Литва и Вильнюс, Милош и Венцлова: полилог

Мы трава под косой судьбины, Нас умчало вдаль от корней, От земли, где дремлют руины, Где она, а не память о ней. И, ослепнув, отыщем путь, Чтоб у ног ее прикорнуть. Казис Брадунас. По пути

Автор строк, взятых в эпиграф (цит. по кн.: Георгий Ефремов. В начале — муравей. Избранные переводы из литовской поэзии. М.: Пробел-2000, 2012), в 1995 году вернулся из американского изгнания в родной Вильнюс. «Возвращения в Литву», общая книга Милоша и Венцловы, — свидетельства двух эпох: изгнания, где Литва была лишь «памятью о ней», и обретенного пути возврата. В дружбе двух поэтов, продолжавшейся почти 30 лет, до смерти старшего, — не только стихи и взаимные переводы (составляющие важную часть рецензируемой книги); едва ли не на первом месте была их общая родина.

Когда Томас привез известие, что дома, где я родился, нету,

Ни аллей, ни сбегавшего к берегу парка, ничего,

Мне приснился сон возврата. Счастливый. Яркий. И я летал.

Деревья были даже выше, чем как в детстве, они подросли за время, что уж не было их.

Утрата родимых околиц и родины,

Блужданье всю жизнь среди чуждых народов,

Да это ж

Всего лишь романтично, то есть выносимо.


Чеслав Милош. Особая тетрадь: Звезда Полынь.

(Пер. мой)

«Томас привез известие»… В 1977 году Томас прибыл в Америку, в эмиграцию (формально не в эмиграцию, с советским паспортом, но гражданства его очень быстро лишили «за деятельность, несовместимую со званием советского гражданина»). Заметим, что приглашения из американских университетов были обеспечены ему стараниями Милоша (о чем и он, и Милош рассказывают в книге — в частности, приводится посвященная этому переписка Милоша с Ежи Гедройцем). Несколько внушительных приглашений, возможно, повлияли на принятое властями решение дилеммы: куда отправлять Томаса Венцлову, члена-учредителя Литовской Хельсинкской группы, — на Запад или на Восток?

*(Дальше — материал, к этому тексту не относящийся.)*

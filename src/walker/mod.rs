//! Table reference extraction

mod scope;
mod table_walker;

pub use scope::{Binding, NameScope};
pub use table_walker::{collect_table_references, Classification, TableReference};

Но еще в мае 1973 года Милош напечатал в «Культуре» свой перевод стихотворения Венцловы «Разговор зимой». В позднейшем (1979) послесловии «От переводчика» Милош, в частности, писал о встрече с Иосифом Бродским в Беркли, которая стала началом их дружбы:

Бродский рассказывал мне о Вильнюсе, в котором он однажды побывал и который считал самым культурным из городов в границах советского государства. Свое лестное мнение о литовцах он выразил достаточно типично для независимо мыслящих русских его покроя: «Литовцы — это самая хорошая нация в империи» [эти слова Милош приводит в польском переводе и в русском оригинале]. От него же я впервые услышал о молодом литовском поэте, особо ценимом в Вильнюсе, по имени Томас Венцлова, и о его сборнике стихов «Знак речи». Это было в окрестностях Рождества 1972 года. Вскоре мне удалось раздобыть ксерокс этой книги…

Правда, этот милошевский перевод стихов Томаса Венцловы так и остался единственным. В рецензируемой книге помещены еще его переводы стихов Казиса Боруты, о которых Венцлова упоминает в своем предисловии. За переводы Венцловы на польский после Милоша взялся (и, как всегда, с успехом) Станислав Баранчак, и одно стихотворение в его переводе нашло место в книге. Это посвященное Чеславу Милошу «Economiam insulae». И тут же мы находим перевод Венцловы из Милоша — знаменитое стихотворение «Który skrzywdziłeś…» (в моем переводе на русский — «Ты человека простого обидел…», существует еще несколько переводов).

Диалогом двух поэтов можно назвать всю книгу, включая и статью Венцловы памяти Милоша «Поэт обоих народов», известную читателям «Новой Польши» (и написанную по-польски), и ранее не публиковавшиеся выдержки из дневника Томаса. О дневнике автор пишет:

Дневник я веду уже лет пятьдесят, причем стараюсь писать каждый день. Он главным образом фактографичен. <…>

 

Многие записи в дневнике касаются Чеслава Милоша. Привожу часть их за последние восемь лет жизни поэта, между смертью Иосифа Бродского (январь 1996) и похоронами самого Милоша (август 2004). Мы виделись не слишком часто, живя на противоположных побережьях Америки, но звонили друг другу, иногда встречались в Вильнюсе, Кракове или еще где-нибудь. Большинство слов Милоша я записывал в дневнике по-польски, хотя веду его по-литовски…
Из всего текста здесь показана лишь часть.